GenAlgForSubsetSelection: Genetic algorithm for subset selection

Description Usage Arguments Value Note Author(s) Examples

View source: R/GenAlgForSubsetSelection.R

Description

It uses a genetic algorithm to select n_{Train} individuals so that optimality criterion is minimum.

Usage

1
2
3
4
5
6
7
GenAlgForSubsetSelection(P, Candidates, Test, ntoselect, npop = 100, nelite =
                 5, keepbest = TRUE, tabu = T, tabumemsize = 1, mutprob
                 = 0.8, mutintensity = 1, niterations = 500,
                 minitbefstop = 200, niterreg = 5, lambda = 1e-06,
                 plotiters = FALSE, plottype=1,errorstat = "PEVMEAN", C = NULL,
                 mc.cores = 1, InitPop = NULL, tolconv = 1e-07, Vg =
                 NULL, Ve = NULL)

Arguments

P

depending on the criterion this is either a numeric data matrix or a symmetric similarity matrix.
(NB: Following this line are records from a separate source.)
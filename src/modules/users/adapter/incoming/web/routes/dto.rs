use chrono::{DateTime, Utc};
use serde::{Deserialize, Serialize};
use utoipa::ToSchema;
use uuid::Uuid;

use crate::modules::users::application::domain::User;
use crate::modules::users::application::use_cases::SessionTokens;

/// Public view of an account. The password hash never leaves the service.
#[derive(Debug, Serialize, ToSchema)]
pub struct UserDetailDto {
    #[schema(example = "123e4567-e89b-12d3-a456-426614174000")]
    pub id: Uuid,

    #[schema(example = "johndoe")]
    pub username: String,

    #[schema(example = "john@example.com")]
    pub email: String,

    #[schema(example = "John")]
    pub first_name: String,

    #[schema(example = "Doe")]
    pub last_name: String,

    #[schema(example = "John Doe")]
    pub full_name: String,

    #[schema(example = true)]
    pub is_active: bool,

    #[schema(example = false)]
    pub is_staff: bool,

    #[schema(example = false)]
    pub is_superuser: bool,

    pub date_joined: DateTime<Utc>,

    /// `null` until the first successful login
    pub last_login: Option<DateTime<Utc>>,
}

impl From<User> for UserDetailDto {
    fn from(user: User) -> Self {
        let full_name = user.full_name();
        Self {
            id: user.id,
            username: user.username,
            email: user.email,
            first_name: user.first_name,
            last_name: user.last_name,
            full_name,
            is_active: user.is_active,
            is_staff: user.is_staff,
            is_superuser: user.is_superuser,
            date_joined: user.date_joined,
            last_login: user.last_login,
        }
    }
}

/// User detail plus the session tokens, answered by login and re-login.
#[derive(Debug, Serialize, ToSchema)]
pub struct SessionDto {
    #[serde(flatten)]
    pub user: UserDetailDto,

    #[schema(example = "eyJhbGciOiJIUzI1NiIsInR5cCI6IkpXVCJ9...")]
    pub access_token: String,

    #[schema(example = "eyJhbGciOiJIUzI1NiIsInR5cCI6IkpXVCJ9...")]
    pub refresh_token: String,
}

impl From<SessionTokens> for SessionDto {
    fn from(session: SessionTokens) -> Self {
        Self {
            user: session.user.into(),
            access_token: session.access_token,
            refresh_token: session.refresh_token,
        }
    }
}

/// Payload of the unauthenticated reactivation and password reset requests
#[derive(Deserialize, ToSchema)]
pub struct IdentifierDto {
    /// Username or email, case-insensitive
    #[schema(example = "johndoe")]
    #[serde(default)]
    pub identifier: Option<String>,

    /// Must repeat `identifier`
    #[schema(example = "johndoe")]
    #[serde(default)]
    pub re_identifier: Option<String>,
}

#[cfg(test)]
mod tests {
    use super::*;
    use crate::modules::users::application::domain::entities::fixtures::inactive_user;

    #[test]
    fn test_user_detail_hides_hash_and_adds_full_name() {
        let value = serde_json::to_value(UserDetailDto::from(inactive_user())).unwrap();

        assert_eq!(value["full_name"], "John Doe");
        assert_eq!(value["is_active"], false);
        assert!(value["last_login"].is_null());
        assert!(value.get("password_hash").is_none());
        assert!(value.get("password").is_none());
    }

    #[test]
    fn test_session_flattens_user_fields() {
        let value = serde_json::to_value(SessionDto::from(SessionTokens {
            user: inactive_user(),
            access_token: "access".into(),
            refresh_token: "refresh".into(),
        }))
        .unwrap();

        assert_eq!(value["username"], "johndoe");
        assert_eq!(value["access_token"], "access");
        assert_eq!(value["refresh_token"], "refresh");
        assert!(value.get("user").is_none());
    }
}
//! Prometheus adapter for account metrics.
//!
//! Counters are registered on the same registry the HTTP middleware exports,
//! so everything shows up under `/metrics`.

use prometheus::{Counter, CounterVec, HistogramOpts, HistogramVec, Opts, Registry};

use crate::modules::users::application::domain::TokenPurpose;
use crate::modules::users::application::ports::outgoing::{AccountMetrics, UserAction};

fn outcome(success: bool) -> &'static str {
    if success {
        "success"
    } else {
        "failure"
    }
}

fn register_counter_vec(
    registry: &Registry,
    namespace: &str,
    name: &str,
    help: &str,
    labels: &[&str],
) -> Result<CounterVec, prometheus::Error> {
    let counter = CounterVec::new(Opts::new(name, help).namespace(namespace), labels)?;
    registry.register(Box::new(counter.clone()))?;
    Ok(counter)
}

pub struct PrometheusAccountMetrics {
    user_actions_total: CounterVec,
    tokens_revoked_total: CounterVec,
    cache_operations_total: CounterVec,
    token_validations_total: CounterVec,
    users_purged_total: Counter,
    health_checks_total: CounterVec,
    health_check_duration_seconds: HistogramVec,
}

impl PrometheusAccountMetrics {
    /// Creates the counters under `namespace` and registers them.
    ///
    /// # Errors
    ///
    /// Fails when a metric with the same name is already registered.
    pub fn new(registry: &Registry, namespace: &str) -> Result<Self, prometheus::Error> {
        let counter_vec = |name: &str, help: &str, labels: &[&str]| {
            register_counter_vec(registry, namespace, name, help, labels)
        };

        let user_actions_total = counter_vec(
            "user_actions_total",
            "Account operations by action and outcome",
            &["action", "outcome"],
        )?;
        let tokens_revoked_total = counter_vec(
            "tokens_revoked_total",
            "Cached tokens revoked by token type",
            &["token_type"],
        )?;
        let cache_operations_total = counter_vec(
            "cache_operations_total",
            "Token cache operations by operation and outcome",
            &["operation", "outcome"],
        )?;
        let token_validations_total = counter_vec(
            "token_validations_total",
            "Token validations by token type and outcome",
            &["token_type", "outcome"],
        )?;
        let health_checks_total = counter_vec(
            "health_checks_total",
            "Health and readiness answers by endpoint and status",
            &["endpoint", "status"],
        )?;

        let health_check_duration_seconds = HistogramVec::new(
            HistogramOpts::new(
                "health_check_duration_seconds",
                "Time spent answering a health or readiness check",
            )
            .namespace(namespace)
            .buckets(vec![0.005, 0.01, 0.025, 0.05, 0.1, 0.25, 0.5, 1.0, 2.5]),
            &["endpoint"],
        )?;
        registry.register(Box::new(health_check_duration_seconds.clone()))?;

        let users_purged_total = Counter::with_opts(
            Opts::new(
                "users_purged_total",
                "Unactivated accounts removed by the purge worker",
            )
            .namespace(namespace),
        )?;
        registry.register(Box::new(users_purged_total.clone()))?;

        Ok(Self {
            user_actions_total,
            tokens_revoked_total,
            cache_operations_total,
            token_validations_total,
            users_purged_total,
            health_checks_total,
            health_check_duration_seconds,
        })
    }
}

impl AccountMetrics for PrometheusAccountMetrics {
    fn record_user_action(&self, action: UserAction, success: bool) {
        self.user_actions_total
            .with_label_values(&[action.as_str(), outcome(success)])
            .inc();
    }

    fn record_tokens_revoked(&self, purpose: TokenPurpose) {
        self.tokens_revoked_total
            .with_label_values(&[purpose.as_str()])
            .inc();
    }

    fn record_cache_operation(&self, operation: &'static str, success: bool) {
        self.cache_operations_total
            .with_label_values(&[operation, outcome(success)])
            .inc();
    }

    fn record_token_validation(&self, purpose: TokenPurpose, success: bool) {
        self.token_validations_total
            .with_label_values(&[purpose.as_str(), outcome(success)])
            .inc();
    }

    fn record_users_purged(&self, count: u64) {
        self.users_purged_total.inc_by(count as f64);
    }

    fn record_health_check(&self, endpoint: &'static str, status: &'static str, duration_secs: f64) {
        self.health_checks_total
            .with_label_values(&[endpoint, status])
            .inc();
        self.health_check_duration_seconds
            .with_label_values(&[endpoint])
            .observe(duration_secs);
    }
}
When it is a data matrix, the union of the identifiers of the candidate (and test) individuals should be put as rownames (and column names in case of a similarity matrix). For methods using the relationships, this is the inverse of the relationship matrix with row and column names as the the identifiers of the candidate (and test) individuals.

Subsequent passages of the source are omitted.